Thanks for the review! I've been using Abernet, also. Maybe these will be less expensive.


----------



## pintodeluxe (Sep 12, 2010)

Thanks for the review. I haven't tried mesh disks yet, due to a review that seemed to say it can damage the H&L pad on your sander. Any issues with that in your experience?

I have been using Klingspor VD6000x series discs and have been very pleased with those.

The review is much appreciated, so thanks again.


----------



## RichT (Oct 14, 2016)

> Thanks for the review. I haven t tried mesh disks yet, due to a review that seemed to say it can damage the H&L pad on your sander. Any issues with that in your experience?
> 
> I have been using Klingspor VD6000x series discs and have been very pleased with those.
> 
> ...


I wish I could remember who so I could give them credit, but a LJer explained to me that the purpose of the interface pad is to prevent the longer velcro hooks on most sanders from protruding through the mesh sandpaper and damaging the surface being sanded (and the pad on the sander as you mentioned). It's definitely a must-have for these types of disks. I think it's good that Diablo is including them in the box.

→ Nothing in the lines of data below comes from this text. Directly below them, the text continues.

use anyhow::Result;
use clap::{Parser, Subcommand};
use std::path::PathBuf;
use tracing_subscriber::EnvFilter;

mod config;
mod engine;
mod error;
mod interactive;
mod pricing;
mod report;
mod scenario;

use crate::config::Config;
use crate::pricing::PriceTable;

#[derive(Parser)]
#[command(name = "gcpcost")]
#[command(
    about = "GCP deployment cost estimation CLI",
    long_about = "gcpcost estimates monthly and annual GCP infrastructure cost for four\npredefined deployment sizes (demo, staging, production, enterprise).\n\nCovers:\n  - GKE node pools (on-demand and preemptible)\n  - Cloud SQL (with HA and backups)\n  - Cloud Run (web and background worker paths)\n  - Storage, load balancing, egress, and monitoring"
)]
#[command(version)]
struct Cli {
    #[command(subcommand)]
    command: Commands,

    /// Configuration file path
    #[arg(short, long, global = true)]
    config: Option<PathBuf>,

    /// Enable verbose output
    #[arg(short, long, global = true)]
    verbose: bool,

    /// Output format (text, json)
    #[arg(long, global = true, default_value = "text")]
    output: String,
}

#[derive(Subcommand)]
enum Commands {
    /// Estimate cost for a single scenario
    Estimate {
        /// Scenario name (demo, staging, production, enterprise)
        scenario: String,
    },
    /// Compare scenarios side by side
    Compare {
        /// Scenario names (defaults to all four)
        names: Vec<String>,
    },
    /// Write the full multi-section report to a timestamped file
    Report,
    /// Ad-hoc serverless cost calculation from explicit usage numbers
    Custom {
        /// Monthly request count
        #[arg(long)]
        requests: u64,
        /// Average CPU time per request (ms)
        #[arg(long)]
        cpu_ms: u64,
        /// Average memory per request (MB)
        #[arg(long)]
        memory_mb: u64,
        /// Reserved always-on instances
        #[arg(long, default_value_t = 0)]
        min_instances: u32,
    },
    /// Interactive menu
    Interactive,
    /// Initialize configuration
    Init {
        /// Output path for config file
        #[arg(short, long, default_value = ".gcpcost.toml")]
        output: PathBuf,
    },
}

fn main() -> Result<()> {
    let cli = Cli::parse();

    // Suppress INFO by default, only show warnings and errors
    let filter = if cli.verbose {
        EnvFilter::new("debug")
    } else {
        EnvFilter::new("warn")
    };

    tracing_subscriber::fmt()
        .with_env_filter(filter)
        .with_target(false)
        .init();

    let config = Config::load(cli.config.as_deref())?;
    let prices = PriceTable::new();
    let currency = config.display.currency_symbol.clone();

    match cli.command {
        Commands::Estimate { scenario } => {
            let result = engine::aggregate_scenario(&prices, &scenario)?;
            if cli.output == "json" {
                println!("{}", serde_json::to_string_pretty(&result)?);
            } else {
                report::print_scenario(&result, &currency);
            }
        }
        Commands::Compare { names } => {
            let names: Vec<&str> = if names.is_empty() {
                report::all_scenario_names()
            } else {
                names.iter().map(String::as_str).collect()
            };
            let results = engine::compare_scenarios(&prices, &names)?;
            if cli.output == "json" {
                println!("{}", report::to_json(&results)?);
            } else {
                report::print_comparison(&results, &currency);
            }
        }
        Commands::Report => {
            let path = report::write_report(&prices, &config)?;
            println!("Report written to: {}", path.display());
        }
        Commands::Custom {
            requests,
            cpu_ms,
            memory_mb,
            min_instances,
        } => {
            let cost =
                engine::serverless_cost(&prices, requests, cpu_ms, memory_mb, min_instances)?;
            println!(
                "Estimated serverless cost: {}{:.2}/month ({}{:.2}/year)",
                currency,
                cost,
                currency,
                cost * 12.0
            );
        }
        Commands::Interactive => {
            interactive::run(&prices, &config)?;
        }
        Commands::Init { output } => {
            config::init_config(&output)?;
        }
    }

    Ok(())
}
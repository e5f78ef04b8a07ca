//! Interactive menu shell.
//!
//! Thin wrapper over the engine: prompts on stdin, prints results, and keeps
//! the session alive through bad input. Unknown scenarios and malformed
//! numbers are reported and the menu loops; only "exit" ends the session.

use crate::config::Config;
use crate::engine;
use crate::pricing::PriceTable;
use crate::report;
use anyhow::Result;
use console::style;
use std::io::{self, BufRead, Write};

pub fn run(prices: &PriceTable, config: &Config) -> Result<()> {
    let stdin = io::stdin();
    let mut lines = stdin.lock().lines();

    loop {
        println!();
        println!("{}", style("GCP Cost Estimator").bold().cyan());
        println!("  1) Estimate a single scenario");
        println!("  2) Compare all scenarios");
        println!("  3) Write full report");
        println!("  4) Custom serverless calculation");
        println!("  5) Exit");
        print!("Choice: ");
        io::stdout().flush()?;

        let Some(line) = lines.next() else { break };
        match line?.trim() {
            "1" => {
                print!("Scenario name (demo/staging/production/enterprise): ");
                io::stdout().flush()?;
                let Some(name) = lines.next() else { break };
                let name = name?.trim().to_lowercase();
                match engine::aggregate_scenario(prices, &name) {
                    Ok(result) => {
                        report::print_scenario(&result, &config.display.currency_symbol)
                    }
                    Err(e) => println!("{} {}", style("Error:").red(), e),
                }
            }
            "2" => {
                let names = report::all_scenario_names();
                match engine::compare_scenarios(prices, &names) {
                    Ok(results) => {
                        report::print_comparison(&results, &config.display.currency_symbol)
                    }
                    Err(e) => println!("{} {}", style("Error:").red(), e),
                }
            }
            "3" => match report::write_report(prices, config) {
                Ok(path) => println!("Report written to: {}", path.display()),
                Err(e) => println!("{} {}", style("Error:").red(), e),
            },
            "4" => {
                if let Err(e) = custom_calculation(prices, config, &mut lines) {
                    println!("{} {}", style("Error:").red(), e);
                }
            }
            "5" | "exit" | "q" => break,
            other => println!("Unknown choice: '{}'", other),
        }
    }

    Ok(())
}

fn custom_calculation(
    prices: &PriceTable,
    config: &Config,
    lines: &mut impl Iterator<Item = io::Result<String>>,
) -> Result<()> {
    let requests: u64 = prompt_number(lines, "Requests per month")?;
    let cpu_ms: u64 = prompt_number(lines, "Avg CPU time (ms)")?;
    let memory_mb: u64 = prompt_number(lines, "Avg memory (MB)")?;
    let min_instances: u32 = prompt_number(lines, "Min instances")?;

    let cost = engine::serverless_cost(prices, requests, cpu_ms, memory_mb, min_instances)?;
    println!(
        "Estimated serverless cost: {}{:.2}/month ({}{:.2}/year)",
        config.display.currency_symbol,
        cost,
        config.display.currency_symbol,
        cost * 12.0
    );
    Ok(())
}

fn prompt_number<T: std::str::FromStr>(
    lines: &mut impl Iterator<Item = io::Result<String>>,
    label: &str,
) -> Result<T> {
    loop {
        print!("{}: ", label);
        io::stdout().flush()?;
        let Some(line) = lines.next() else {
            anyhow::bail!("input closed");
        };
        match parse_number(&line?) {
            Some(n) => return Ok(n),
            None => println!("please enter a valid number"),
        }
    }
}

fn parse_number<T: std::str::FromStr>(input: &str) -> Option<T> {
    input.trim().parse().ok()
}

#[cfg(test)]
mod tests {
    use super::*;

    #[test]
    fn test_parse_number() {
        assert_eq!(parse_number::<u64>("42"), Some(42));
        assert_eq!(parse_number::<u64>("  1000 "), Some(1000));
        assert_eq!(parse_number::<u64>("abc"), None);
        assert_eq!(parse_number::<u64>("-5"), None);
        assert_eq!(parse_number::<u64>("3.5"), None);
        assert_eq!(parse_number::<u64>(""), None);
    }

    #[test]
    fn test_parse_number_rejects_out_of_range() {
        // Larger than u32::MAX must not wrap into a small instance count
        assert_eq!(parse_number::<u32>("4294967296"), None);
        assert_eq!(parse_number::<u32>("4294967295"), Some(u32::MAX));
    }

    #[test]
    fn test_prompt_number_retries_until_valid() {
        let inputs = vec!["not-a-number".to_string(), "7".to_string()];
        let mut lines = inputs.into_iter().map(io::Result::Ok);
        let n: u64 = prompt_number(&mut lines, "test").unwrap();
        assert_eq!(n, 7);
    }

    #[test]
    fn test_prompt_number_retries_on_overflow() {
        let inputs = vec!["4294967296".to_string(), "2".to_string()];
        let mut lines = inputs.into_iter().map(io::Result::Ok);
        let n: u32 = prompt_number(&mut lines, "test").unwrap();
        assert_eq!(n, 2);
    }

    #[test]
    fn test_custom_calculation_zero_requests() {
        let prices = PriceTable::new();
        let config = Config::default();
        let mut lines = vec!["0", "500", "1024", "0"]
            .into_iter()
            .map(|s| io::Result::Ok(s.to_string()));
        assert!(custom_calculation(&prices, &config, &mut lines).is_ok());
    }
}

It's basically just a pad with hook on one side and loop on the other. Hook it onto the sander and leave it there. I've never had one wear out.


----------



## papadan (Mar 6, 2009)

Yes, each pack of 10 disc comes with the interface pad to attach to your sander pad for the disc to hold onto.


----------



## BurlyBob (Mar 13, 2012)

Thanks, I'm definitely going to give them a try.


----------



## SpartyOn (Jul 10, 2012)

Thanks for taking the time to review! I'll definitely try these out.


----------



## papadan (Mar 6, 2009)

Bump and see EDIT above.


----------



## jimintx (Jan 23, 2014)

Man, I just saw them in Home Depot and bought some of the 320 about a week ago.

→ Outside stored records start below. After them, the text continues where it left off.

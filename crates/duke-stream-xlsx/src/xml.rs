//! XML text helpers

use std::borrow::Cow;

use quick_xml::escape::escape;

/// Escape `& < > " '` for element text and attribute values
///
/// Apostrophes are written as `&#39;`.
pub(crate) fn escape_xml(s: &str) -> Cow<'_, str> {
    let escaped = escape(s);
    if escaped.contains("&apos;") {
        Cow::Owned(escaped.replace("&apos;", "&#39;"))
    } else {
        escaped
    }
}

/// Whether text needs `xml:space="preserve"` to keep its outer whitespace
pub(crate) fn needs_space_preserve(s: &str) -> bool {
    s.starts_with(char::is_whitespace) || s.ends_with(char::is_whitespace)
}
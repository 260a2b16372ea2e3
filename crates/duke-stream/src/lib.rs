//! # duke-stream
//!
//! A Rust library for writing large spreadsheets one row at a time.
//!
//! Rows are encoded as soon as they are written and spill to anonymous temp
//! files, so memory use is bounded by the number of distinct strings and
//! styles rather than by the number of rows.
//!
//! ## Features
//!
//! - Streaming XLSX (Office Open XML) output
//! - Deduplicated fonts, fills, borders and cell formats
//! - Shared strings with leading-zero preservation
//! - Date and datetime columns from text or `chrono` values
//! - Formulas passed through verbatim
//!
//! ## Example
//!
//! ```rust
//! use duke_stream::prelude::*;
//!
//! let mut writer = XlsxStreamWriter::with_options(WriterOptions::new().with_in_memory(true));
//!
//! let bold = StyleDescriptor::new().font(FONT_BOLD);
//! writer.set_row_style("Orders", RowKind::Header, bold).unwrap();
//! writer.set_column_format("Orders", 1, ValueFormat::Date).unwrap();
//!
//! writer.write_header_row("Orders", ["Id", "Placed", "Total"], None).unwrap();
//! writer
//!     .write_row("Orders", [CellInput::from("0001"), "2024-03-01".into(), 19.5.into()], None)
//!     .unwrap();
//!
//! let bytes = writer.write_to_vec().unwrap();
//! assert!(!bytes.is_empty());
//! // writer.write_to_file("orders.xlsx").unwrap();
//! ```

pub mod prelude;

// Re-export core types
pub use duke_stream_core::{
    // Cell types
    cell_label,
    column_letters,
    // Date conversion
    date,
    // Style types
    style,
    BorderDescriptor,
    BorderEdge,
    BorderLineStyle,
    CellAddress,
    CellInput,
    CellValue,
    Color,
    // Error types
    Error,
    FillDescriptor,
    FontDescriptor,
    FontOptions,
    HorizontalAlignment,
    PatternType,
    Result,
    SharedStringTable,
    StyleDescriptor,
    StyleRegistry,
    TextDecoding,
    ValueFormat,
    VerticalAlignment,

    // Constants
    MAX_COLS,
    MAX_ROWS,
    MAX_SHEET_NAME_LEN,
};

// Re-export I/O types
pub use duke_stream_xlsx::{
    RowKind, SheetOptions, WriterOptions, XlsxError, XlsxResult, XlsxStreamWriter,
};
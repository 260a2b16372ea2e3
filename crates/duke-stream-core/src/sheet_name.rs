//! Worksheet name rules

use crate::error::{Error, Result};
use crate::MAX_SHEET_NAME_LEN;

const INVALID_CHARS: &[char] = &[':', '\\', '/', '?', '*', '[', ']'];

/// Check that `name` is usable as a worksheet name
///
/// Names must be non-empty, at most 31 characters long and free of
/// `: \ / ? * [ ]`.
pub fn validate_sheet_name(name: &str) -> Result<()> {
    if name.is_empty() {
        return Err(Error::InvalidSheetName("Sheet name cannot be empty".into()));
    }
    if name.chars().count() > MAX_SHEET_NAME_LEN {
        return Err(Error::InvalidSheetName(format!(
            "Sheet name too long (max {} characters)",
            MAX_SHEET_NAME_LEN
        )));
    }

    if let Some(c) = name.chars().find(|c| INVALID_CHARS.contains(c)) {
        return Err(Error::InvalidSheetName(format!(
            "Sheet name cannot contain '{}'",
            c
        )));
    }

    Ok(())
}

/// Check `name` against the rules and against the names already in use
///
/// Names compare case-insensitively, so `Data` and `DATA` collide.
pub fn validate_new_sheet_name<'a, I>(name: &str, existing: I) -> Result<()>
where
    I: IntoIterator<Item = &'a str>,
{
    validate_sheet_name(name)?;

    let name_lower = name.to_lowercase();
    if existing
        .into_iter()
        .any(|other| other.to_lowercase() == name_lower)
    {
        return Err(Error::DuplicateSheetName(name.into()));
    }

    Ok(())
}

I liked the overall concept, and the way they are intended to work. 
It is good to read your review. I have not yet opened my package.


----------



## cebfish (Jan 15, 2011)

I bought some today. Acutely they were free with purchase when you bought 50 of the regular disk


----------



## mummykicks (Jun 19, 2013)

I find the edges get torn up more easily than the regular disks, but I was using the 60 grit version to sand a deck.
I'll have to try the finer grits on furniture work.


----------



## StonesFireDesigns (Apr 30, 2019)

The finer grits work great but both the 60 and 80grits which are colored red not white like the finer grits seem to MELT after a few minutes of sanding average lumber


----------



## StonesFireDesigns (Apr 30, 2019)




----------



## oldnovice (Mar 7, 2009)

I went to Home Depot to buy new furnace filters and saw the Diablo Sandnet discs in a middle aisle display, 50 assorted discs for $18 which I thought was reasonable and, after I read the claims, I decided to buy a package as I was refinishing some drawer fronts anyway.

The drawers were previously finished with a lacquer which had turned golden brown over the nearly white maple. 
I had done one drawer with Mirka paper discs, 80, 120, 150, and 220 on my PC random orbit sander.

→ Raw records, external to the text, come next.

//! `xl/styles.xml` rendering

use duke_stream_core::style::{
    BorderDescriptor, BorderEdge, Color, FillDescriptor, FontDescriptor, PatternType,
    StyleDescriptor, StyleRegistry,
};

use crate::xml::escape_xml;

/// Render the style table of a registry
///
/// Cell formats are emitted in ID order, so the `s` attribute written for a
/// cell is its index into `<cellXfs>`.
pub fn render_styles(registry: &StyleRegistry) -> String {
    let mut xml = String::from(
        "<?xml version=\"1.0\" encoding=\"UTF-8\" standalone=\"yes\"?>\n\
         <styleSheet xmlns=\"http://schemas.openxmlformats.org/spreadsheetml/2006/main\">",
    );

    let formats = registry.number_formats();
    if !formats.is_empty() {
        xml.push_str(&format!("<numFmts count=\"{}\">", formats.len()));
        for (id, code) in formats.iter() {
            xml.push_str(&format!(
                "<numFmt numFmtId=\"{}\" formatCode=\"{}\"/>",
                id,
                escape_xml(code)
            ));
        }
        xml.push_str("</numFmts>");
    }

    // Fonts
    xml.push_str(&format!("<fonts count=\"{}\">", registry.fonts().len()));
    for (_, font) in registry.fonts().iter() {
        xml.push_str(&write_font(font));
    }
    xml.push_str("</fonts>");

    // Fills
    xml.push_str(&format!("<fills count=\"{}\">", registry.fills().len()));
    for (_, fill) in registry.fills().iter() {
        xml.push_str(&write_fill(fill));
    }
    xml.push_str("</fills>");

    // Borders
    xml.push_str(&format!("<borders count=\"{}\">", registry.borders().len()));
    for (_, border) in registry.borders().iter() {
        xml.push_str(&write_border(border));
    }
    xml.push_str("</borders>");

    xml.push_str(
        "<cellStyleXfs count=\"1\">\
         <xf numFmtId=\"0\" fontId=\"0\" fillId=\"0\" borderId=\"0\"/>\
         </cellStyleXfs>",
    );

    xml.push_str(&format!("<cellXfs count=\"{}\">", registry.styles().len()));
    for (_, style) in registry.styles().iter() {
        xml.push_str(&write_xf(style));
    }
    xml.push_str("</cellXfs>");

    xml.push_str(
        "<cellStyles count=\"1\">\
         <cellStyle name=\"Normal\" xfId=\"0\" builtinId=\"0\"/>\
         </cellStyles>",
    );

    xml.push_str("</styleSheet>");
    xml
}

fn write_color(tag: &str, color: &Color) -> String {
    match color {
        Color::Indexed(i) => format!("<{tag} indexed=\"{}\"/>", i),
        Color::Argb(v) => format!("<{tag} rgb=\"{:08X}\"/>", v),
    }
}

fn write_font(font: &FontDescriptor) -> String {
    let mut s = String::from("<font>");
    s.push_str(&format!("<name val=\"{}\"/>", escape_xml(&font.name)));
    if font.options.bold {
        s.push_str("<b/>");
    }
    if font.options.italic {
        s.push_str("<i/>");
    }
    if font.options.underline {
        s.push_str("<u/>");
    }
    if font.options.double_underline {
        s.push_str("<u val=\"double\"/>");
    }
    s.push_str("<family val=\"2\"/>");
    s.push_str(&format!("<sz val=\"{}\"/>", font.size));
    s.push_str("</font>");
    s
}

fn write_fill(fill: &FillDescriptor) -> String {
    if fill.pattern == PatternType::None && fill.fg_color.is_none() && fill.bg_color.is_none() {
        return "<fill><patternFill patternType=\"none\"/></fill>".to_string();
    }

    let mut s = format!("<fill><patternFill patternType=\"{}\">", fill.pattern.as_str());
    if let Some(fg) = &fill.fg_color {
        s.push_str(&write_color("fgColor", fg));
    }
    if let Some(bg) = &fill.bg_color {
        s.push_str(&write_color("bgColor", bg));
    }
    s.push_str("</patternFill></fill>");
    s
}

fn write_border_edge(tag: &str, edge: Option<&BorderEdge>) -> String {
    let Some(edge) = edge else {
        return format!("<{tag}/>");
    };

    let mut s = format!("<{tag} style=\"{}\">", edge.style.as_str());
    if let Some(color) = &edge.color {
        s.push_str(&write_color("color", color));
    }
    s.push_str(&format!("</{tag}>"));
    s
}

fn write_border(border: &BorderDescriptor) -> String {
    let mut s = String::from("<border>");
    for (tag, edge) in border.edges() {
        s.push_str(&write_border_edge(tag, edge));
    }
    s.push_str("</border>");
    s
}

fn write_xf(style: &StyleDescriptor) -> String {
    // apply flags
    let mut attrs = String::new();
    if style.num_fmt_id != 0 {
        attrs.push_str(" applyNumberFormat=\"1\"");
    }
    if style.font_id != 0 {
        attrs.push_str(" applyFont=\"1\"");
    }
    if style.fill_id != 0 {
        attrs.push_str(" applyFill=\"1\"");
    }
    if style.border_id != 0 {
        attrs.push_str(" applyBorder=\"1\"");
    }
    if style.has_alignment() {
        attrs.push_str(" applyAlignment=\"1\"");
    }

    let mut s = format!(
        "<xf numFmtId=\"{}\" fontId=\"{}\" fillId=\"{}\" borderId=\"{}\" xfId=\"0\"{}",
        style.num_fmt_id, style.font_id, style.fill_id, style.border_id, attrs
    );

    if !style.has_alignment() {
        s.push_str("/>");
        return s;
    }

    s.push_str("><alignment");
    if let Some(h) = style.horizontal {
        s.push_str(&format!(" horizontal=\"{}\"", h.as_str()));
    }
    if let Some(v) = style.vertical {
        s.push_str(&format!(" vertical=\"{}\"", v.as_str()));
    }
    s.push_str("/></xf>");
    s
}

#[cfg(test)]
mod tests {
    use super::*;
    use duke_stream_core::style::{
        BorderLineStyle, FontOptions, HorizontalAlignment, VerticalAlignment, BORDER_THIN,
        FILL_LIGHT_RED, FONT_BOLD,
    };
    use duke_stream_core::ValueFormat;
    use pretty_assertions::assert_eq;

    #[test]
    fn test_builtin_tables() {
        let xml = render_styles(&StyleRegistry::new());

        assert!(xml.contains(concat!(
            "<fonts count=\"4\">",
            "<font><name val=\"Calibri\"/><family val=\"2\"/><sz val=\"11\"/></font>",
            "<font><name val=\"Calibri\"/><b/><family val=\"2\"/><sz val=\"11\"/></font>",
            "<font><name val=\"Calibri\"/><i/><family val=\"2\"/><sz val=\"11\"/></font>",
            "<font><name val=\"Calibri\"/><b/><i/><family val=\"2\"/><sz val=\"11\"/></font>",
            "</fonts>"
        )));
        assert!(xml.contains(concat!(
            "<fills count=\"4\">",
            "<fill><patternFill patternType=\"none\"/></fill>",
            "<fill><patternFill patternType=\"gray125\"></patternFill></fill>",
            "<fill><patternFill patternType=\"solid\"><fgColor rgb=\"00F2F2F2\"/></patternFill></fill>",
            "<fill><patternFill patternType=\"solid\"><fgColor rgb=\"00FF8C8C\"/></patternFill></fill>",
            "</fills>"
        )));
        assert!(xml.contains(concat!(
            "<borders count=\"2\">",
            "<border><left/><right/><top/><bottom/><diagonal/></border>",
            "<border>",
            "<left style=\"thin\"><color indexed=\"64\"/></left>",
            "<right style=\"thin\"><color indexed=\"64\"/></right>",
            "<top style=\"thin\"><color indexed=\"64\"/></top>",
            "<bottom style=\"thin\"><color indexed=\"64\"/></bottom>",
            "<diagonal style=\"thin\"><color indexed=\"64\"/></diagonal>",
            "</border>",
            "</borders>"
        )));
        assert!(xml.contains(
            "<cellXfs count=\"1\"><xf numFmtId=\"0\" fontId=\"0\" fillId=\"0\" borderId=\"0\" xfId=\"0\"/></cellXfs>"
        ));
        assert!(!xml.contains("<numFmts"));
    }

    #[test]
    fn test_xf_entries_follow_ids() {
        let mut registry = StyleRegistry::new();
        let header = StyleDescriptor::new()
            .font(FONT_BOLD)
            .fill(FILL_LIGHT_RED)
            .border(BORDER_THIN)
            .horizontal_alignment(HorizontalAlignment::Center)
            .vertical_alignment(VerticalAlignment::Top);
        assert_eq!(registry.resolve(&header), 1);

        let custom = registry.register_number_format("YYYY-MM-DD");
        let date = StyleDescriptor::new()
            .num_fmt(custom)
            .value_format(ValueFormat::Date);
        assert_eq!(registry.resolve(&date), 2);

        let xml = render_styles(&registry);
        assert!(xml.contains(
            "<numFmts count=\"1\"><numFmt numFmtId=\"164\" formatCode=\"YYYY-MM-DD\"/></numFmts>"
        ));
        assert!(xml.contains(concat!(
            "<cellXfs count=\"3\">",
            "<xf numFmtId=\"0\" fontId=\"0\" fillId=\"0\" borderId=\"0\" xfId=\"0\"/>",
            "<xf numFmtId=\"0\" fontId=\"1\" fillId=\"3\" borderId=\"1\" xfId=\"0\" applyFont=\"1\" applyFill=\"1\" applyBorder=\"1\" applyAlignment=\"1\">",
            "<alignment horizontal=\"center\" vertical=\"top\"/></xf>",
            "<xf numFmtId=\"164\" fontId=\"0\" fillId=\"0\" borderId=\"0\" xfId=\"0\" applyNumberFormat=\"1\"/>",
            "</cellXfs>"
        )));
    }

    #[test]
    fn test_custom_font_and_border() {
        let mut registry = StyleRegistry::new();
        registry.register_font(
            "Times & Co",
            9.5,
            FontOptions::new().underline(true).double_underline(true),
        );
        registry.resolve_border(
            BorderDescriptor::new().with_bottom(BorderLineStyle::Double, Color::rgb(0x12, 0x34, 0x56)),
        );

        let xml = render_styles(&registry);
        assert!(xml.contains(
            "<font><name val=\"Times &amp; Co\"/><u/><u val=\"double\"/><family val=\"2\"/><sz val=\"9.5\"/></font>"
        ));
        assert!(xml.contains(
            "<border><left/><right/><top/><bottom style=\"double\"><color rgb=\"00123456\"/></bottom><diagonal/></border>"
        ));
    }
}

I started the second drawer, #2 of 8, with the 80 grit Sandnet but that was somewhat dissapointing so I went back to the Mirka 80 grit. 
After using the Mirka 80 grit I went back to the Sandnet 120 grit and began the grit progression to 220. As it turns out, so far, it was better than I had expected in not only in sanding efficiency but also much less dust.

While going through the grit progression I noticed the dust collection in the center of the PC pad, I did not use the included "adapter" pad, but I am considering cutting some channels from the center of the PC disc pad to the vacuum holes.

All in all, this product deserves at least 4.5 out of 5 stars but it may be 5 out 5 after I see how long these last!


----------



## pottz (Sep 15, 2015)

oh the ghost of papadan has been awoken,oldnovice id call in a priest before it's too late-lol.


----------



## mel52 (Sep 4, 2017)

Around a month ago I bought three different grits from HD. It will be hard for me to go back to the other types. So far I haven't any complaints. There is some wear on the edges but not enough to complain about. I have also cut these into smaller sizes to sand by hand and it works real good for this also. Mel


----------